Quote Originally Posted by daigaku View Post
If we go for the somewhat higher values (which are not unrealistic at all), and take into consideration the skeleton deformations, NO modern "longbow" gets near the strength of those in the past.
Any proof/tests or it's actually what you think? Are you aware that a bow don't have to be tested by a men? It can be mechanically drawn which gives you perfectly measurable and repeatable results. It's even easier for a crossbow because it has only two states: ready/loaded and free (sorry for the lack of technical terms). I'd be sceptical if it'd be one or two tests but I've read about several tests methodology (for example made by US and British army) and the most of them confirms what you can find in wikipedia. Denying all those tests without any reasonable proof is not so wise.

Quote Originally Posted by daigaku View Post
Not wanting to go too deep into historical research, but the outcome of quite some battles in the 100years war telling their story of efficiency.
I think it's exactly the same situation like you saying that crossbow is useless. Tactic and terrain advantage is the key. English have been using the longbow properly/efficiently on a massive scale and that's how the myth of a super bow was born. Like wiki says:

Modern tests and contemporary accounts agree therefore that well-made plate armour could protect against longbows. However this did not necessarily make the longbow ineffective; thousands of longbowmen were deployed in the English victory at Agincourt against plate armoured French knights in 1415. Clifford Rogers has argued that while longbows might not have been able to penetrate steel breastplates at Agincourt they could still penetrate the thinner armour on the limbs. Most of the French knights advanced on foot but, exhausted by walking across wet muddy terrain in heavy armour enduring a "terrifying hail of arrow shot", they were overwhelmed in the melee.

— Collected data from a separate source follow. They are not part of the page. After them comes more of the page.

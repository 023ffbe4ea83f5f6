use async_trait::async_trait;
use moim_core::DataResult;
use moim_model::{MeetingPlanContainer, Place, Plan, PlanDraft, PlanReviewContainer};
use moim_network::PlanApi;

use crate::catching::catching;

#[cfg_attr(any(test, feature = "testing"), mockall::automock)]
#[async_trait]
pub trait PlanRepository: Send + Sync {
    /// The user's meetings together with their upcoming plans.
    async fn get_current_plans(&self) -> DataResult<MeetingPlanContainer>;

    async fn get_plan(&self, plan_id: &str) -> DataResult<Plan>;

    async fn get_plans(&self, meeting_id: &str) -> DataResult<Vec<Plan>>;

    /// Plans and reviews of one month (`yyyy-MM`).
    async fn get_plans_for_calendar(&self, month: &str) -> DataResult<PlanReviewContainer>;

    async fn search_place(&self, keyword: &str, x: f64, y: f64) -> DataResult<Vec<Place>>;

    async fn create_plan(&self, meeting_id: &str, draft: PlanDraft) -> DataResult<Plan>;

    async fn update_plan(&self, plan_id: &str, draft: PlanDraft) -> DataResult<Plan>;

    async fn join_plan(&self, plan_id: &str) -> DataResult<()>;

    async fn leave_plan(&self, plan_id: &str) -> DataResult<()>;

    async fn delete_plan(&self, plan_id: &str) -> DataResult<()>;

    async fn report_plan(&self, plan_id: &str, reason: &str) -> DataResult<()>;
}

pub struct PlanRepositoryImpl {
    api: PlanApi,
}

impl PlanRepositoryImpl {
    pub fn new(api: PlanApi) -> Self {
        Self { api }
    }
}

#[async_trait]
impl PlanRepository for PlanRepositoryImpl {
    async fn get_current_plans(&self) -> DataResult<MeetingPlanContainer> {
        catching("get_current_plans", self.api.get_current_plans())
            .await
            .map(MeetingPlanContainer::from)
    }

    async fn get_plan(&self, plan_id: &str) -> DataResult<Plan> {
        catching("get_plan", self.api.get_plan(plan_id))
            .await
            .map(Plan::from)
    }

    async fn get_plans(&self, meeting_id: &str) -> DataResult<Vec<Plan>> {
        catching("get_plans", self.api.get_plans(meeting_id))
            .await
            .map(|plans| plans.into_iter().map(Plan::from).collect())
    }

    async fn get_plans_for_calendar(&self, month: &str) -> DataResult<PlanReviewContainer> {
        catching(
            "get_plans_for_calendar",
            self.api.get_plans_for_calendar(month),
        )
        .await
        .map(PlanReviewContainer::from)
    }

    async fn search_place(&self, keyword: &str, x: f64, y: f64) -> DataResult<Vec<Place>> {
        catching("search_place", self.api.search_place(keyword, x, y))
            .await
            .map(|places| places.into_iter().map(Place::from).collect())
    }

    async fn create_plan(&self, meeting_id: &str, draft: PlanDraft) -> DataResult<Plan> {
        catching("create_plan", self.api.create_plan(meeting_id, &draft))
            .await
            .map(Plan::from)
    }

    async fn update_plan(&self, plan_id: &str, draft: PlanDraft) -> DataResult<Plan> {
        catching("update_plan", self.api.update_plan(plan_id, &draft))
            .await
            .map(Plan::from)
    }

    async fn join_plan(&self, plan_id: &str) -> DataResult<()> {
        catching("join_plan", self.api.join_plan(plan_id)).await
    }

    async fn leave_plan(&self, plan_id: &str) -> DataResult<()> {
        catching("leave_plan", self.api.leave_plan(plan_id)).await
    }

    async fn delete_plan(&self, plan_id: &str) -> DataResult<()> {
        catching("delete_plan", self.api.delete_plan(plan_id)).await
    }

    async fn report_plan(&self, plan_id: &str, reason: &str) -> DataResult<()> {
        catching("report_plan", self.api.report_plan(plan_id, reason)).await
    }
}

Less heavily armoured soldiers were more vulnerable than knights. For example, enemy crossbowmen were forced to retreat at Crecy when deployed without their protecting pavises. Horses were generally less well protected than the knights themselves; shooting the French knights' horses from the side (where they were less well armoured) is described by contemporary accounts of the Battle of Poitiers, and at Agincourt John Keegan has argued that the main effect of the longbow would have been in injuring the horses of the mounted French knights.